СПОСОБ ПРИЕМА ПОСЛОВ В МОСКОВИИ И ОБРАЩЕНИЯ С НИМИ
Рассказ Герберштейна о приеме чужеземных послов у московского князя достоверен, но относится к более ранним временам [176] .
Нам, кроме всего прочего, разрешили также посетить крепости Смоленска и Новгорода, где в знак величайшего уважения нас встретили залпами больших пушек.
Говорят, что не всегда это было принято по отношению к другим послам, прибывавшим к их государю.
176
См.: Герберштейн С. Записки.., с. 192—219.
Приказано было также сначала епископу смоленскому, а затем архиепископу новгородскому во время пребывания в Смоленске и Новгороде доставлять нам обильнейшее угощение по обычаю этого народа. Сами же епископы просили нас оказать им честь присутствовать на богослужениях, которые они совершали в ярко освещенных и пышно разубранных по приказу государя храмах [177] .
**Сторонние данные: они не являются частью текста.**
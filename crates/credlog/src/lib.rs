//! Credlog: a credential registry rebuilt from ledger topic messages
//!
//! Credlog keeps no database. Institutions, credential forms and submissions
//! live as append-only events on ledger topics; every read pages through the
//! topic, decodes what it can and folds the events into current state.
//! - **Log reader**: pagination over any [`TopicReader`] (mirror node, file, memory)
//! - **Projector**: tolerant decoding plus create / patch / delete folding
//! - **Registry**: list / get / by-owner queries and event submission
//! - **Envelope**: AES-GCM + RSA-OAEP encryption for sensitive answers
//!
//! # Quick Start
//!
//! ```no_run
//! use credlog::prelude::*;
//!
//! # async fn example() -> Result<()> {
//! let config = RegistryConfig::from_env()?;
//! let registry = Registry::mirror(config)?;
//!
//! for record in registry.list_institutions().await? {
//!     println!("{} {}", record.key, record.entity.name);
//! }
//! # Ok(())
//! # }
//! ```

pub mod envelope;
pub mod memory;
pub mod mirror;
pub mod prelude;
pub mod reader;
pub mod registry;
pub mod visibility;
pub mod writer;

// Re-export core types
pub use credlog_core::{
    config::{
        BackoffStrategy, MirrorConfig, Network, ReaderConfig, RegistryConfig, TopicConfig,
        VisibilityConfig,
    },
    error::{CredlogError, Result},
    traits::{TopicReader, TopicWriter},
    types::{
        ConsensusTimestamp, CredentialForm, EventKind, FieldType, FormDeletion, FormField,
        FormSubmission, FormUpdate, Institution, InstitutionStatus, InstitutionUpdate,
        LedgerEvent, MessagePage, Order, SubmitReceipt, TopicId, TopicMessage,
    },
};

// Re-export implementations
pub use credlog_file_log::{FileTopicLog, FileTopicLogConfig};
pub use credlog_projector::{
    fold, DecodeStats, DecodedEvent, EventDecoder, JsonEventDecoder, Mutation, Projectable,
    Projection, ProjectionRun, ProjectionStats, Projector, Record, SkipReason,
};

// Re-export main types from this crate
pub use envelope::EncryptedEnvelope;
pub use memory::{MemoryTopicLog, MemoryTopicLogConfig};
pub use mirror::MirrorNodeClient;
pub use reader::LogReader;
pub use registry::Registry;
pub use visibility::{await_visible, Visibility};
pub use writer::ReadOnlyWriter;
pub mod mirror;
pub mod reader;
pub mod registry;
pub mod topics;
pub mod visibility;

pub use mirror::{MirrorConfig, Network};
pub use reader::ReaderConfig;
pub use registry::RegistryConfig;
pub use topics::TopicConfig;
pub use visibility::{BackoffStrategy, VisibilityConfig};
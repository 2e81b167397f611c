//! Log reader: drives pagination over a [`TopicReader`]

use credlog_core::observe;
use credlog_core::{
    CredlogError, Order, ReaderConfig, Result, TopicId, TopicMessage, TopicReader,
};
use std::sync::Arc;
use std::time::Instant;

/// Sequential page walker over one topic
///
/// Keeps requesting while the source returns a `next` cursor and the caller's
/// stop predicate has not fired. A failed page aborts the whole read; there
/// is no retry here.
#[derive(Clone)]
pub struct LogReader {
    source: Arc<dyn TopicReader>,
    config: ReaderConfig,
}

impl LogReader {
    pub fn new(source: Arc<dyn TopicReader>, config: ReaderConfig) -> Self {
        Self { source, config }
    }

    pub fn config(&self) -> &ReaderConfig {
        &self.config
    }

    /// Read the whole topic
    pub async fn read_all(&self, topic: &TopicId, order: Order) -> Result<Vec<TopicMessage>> {
        self.read_until(topic, order, |_| false).await
    }

    /// Read pages until the topic is exhausted or `stop` returns true
    ///
    /// `stop` sees each page as it arrives. The page that triggers the stop is
    /// still part of the result.
    pub async fn read_until<F>(
        &self,
        topic: &TopicId,
        order: Order,
        mut stop: F,
    ) -> Result<Vec<TopicMessage>>
    where
        F: FnMut(&[TopicMessage]) -> bool + Send,
    {
        let mut messages = Vec::new();
        let mut cursor: Option<String> = None;
        let mut pages = 0usize;

        loop {
            let start = Instant::now();
            let page = self
                .source
                .fetch_page(topic, order, cursor.as_deref())
                .await?;
            pages += 1;
            observe::record_page_fetch(start.elapsed(), page.messages.len());

            tracing::debug!(
                topic = %topic,
                page = pages,
                messages = page.messages.len(),
                has_next = page.next.is_some(),
                "Fetched topic page"
            );

            let stopped = stop(&page.messages);
            messages.extend(page.messages);
            if stopped {
                tracing::debug!(topic = %topic, pages, "Stopping read early");
                break;
            }

            let Some(next) = page.next else {
                break;
            };
            if cursor.as_deref() == Some(next.as_str()) {
                return Err(CredlogError::InvalidState(format!(
                    "topic {topic} returned the same cursor twice: {next}"
                )));
            }
            if let Some(max) = self.config.max_pages {
                if pages >= max {
                    return Err(CredlogError::Transport(format!(
                        "topic {topic} has more than {max} pages (max_pages)"
                    )));
                }
            }
            cursor = Some(next);
        }

        Ok(messages)
    }
}

impl std::fmt::Debug for LogReader {
    fn fmt(&self, f: &mut std::fmt::Formatter<'_>) -> std::fmt::Result {
        f.debug_struct("LogReader")
            .field("config", &self.config)
            .finish_non_exhaustive()
    }
}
Мало того, сам государь, собрав в Москве на обширной площади тысяч 5 народа, чтобы придать этому событию больше блеска и величия, сошел из своего дворца с боярами и приближёнными (впереди шли священники, неся икону пресвятой богородицы), чтобы отвести нас в храм [178] . Там он приказал приготовить почетное место, откуда мы могли бы видеть церемонию их богослужения. Но мы по некоторым соображениям не захотели ни присутствовать на богослужениях, совершаемых их епископами (если их можно назвать епископами), ни войти в храм вместе с московитом. А так как мы смело отказались от этого перед лицом государя и великого множества народа, кое-кто стал думать, что с нами будет. Многие московиты стали колебаться в своем слишком высоком мнении о собственной религии. Соображения, которые мы тогда ему публично высказали, и причины отказа мы изложили в другом сочинении [179] . Главная причина заключалась в том, чтобы не создавать впечатления, будто бы посланец вашего святейшества все это одобряет и оказывает почтение и благоговение епископам, не утвержденным апостольским престолом. Государь и все остальные имеют обыкновение прикладываться к их руке, низко склонив голову к земле. Великий князь вызвал шесть епископов, не считая митрополита, как для богослужения, так и для беседы со мной о религии. Однако, получив наше сочинение, которое государь еще раньше просил при всех у меня, о различии между католической верой и русскими догматами, они не сказали ни слова. Только один из них, архиепископ ростовский, все одобрил, был сослан в изгнание, лишен сана и умер более счастливый, чем те, кто пережил его [180] . На трех пышных пирах, куда государь приглашал меня вместе со всеми моими людьми и в первый, и во второй приезд, всё было обставлено с царским великолепием. Кроме продовольствия и средств на прожитие, которые доставлялись нам в достаточном количестве по его приказанию приставами (это слово обозначает знатных людей, приставляемых к послам, и значит приблизительно «привязанный»), он посылал нам каждый день кушанья со своего стола.
177
На самом же деле смоленскому епископу Сильвестру было приказано: «...а будет станет проситься к тебе в церковь соборную, ты б сему велел отказать, что ему у тебя в церкви быти не вместно и от нас к тебе в том указу нет». — ПДС, т. X, с. 386. В Смоленске произошел курьез: переводчик Поссевино перепутал «обед» с «обедней» и приглашение на трапезу принял за приглашение на богослужение.— ДАИ, с. 392.
178
Речь идет о событии 4 марта 1582 г. См.: «Третью беседу о религии великого князя московского» (с. 84—87 перевода).
179
Capita, quibus Graeci et Rutheni a Latinis in rebus fidei dissenserunt. — Historiae Ruthenicae.., v. II, p. 316—322.
180
Речь идет о ростовском архиепископе Давиде. «Лета 7092 прийде из Риму от папы посол к Москве к государю о вере и егда собрашися вмести ежи бы против папина посла дати ответ, тогда ростовский архиепископ Давид ересь свою объяви. Государь же, дав ответ, папина посла отпусти. Потом же Давида ересь его изобличив, посла в монастырь под начал дондеже в чувство прийдет». Карамзин Н. М. История Государства Российского, т. 9. Спб., 1892, с. 239; Скрынников Р. Г. После опричнины. Л., 1975, с. 89.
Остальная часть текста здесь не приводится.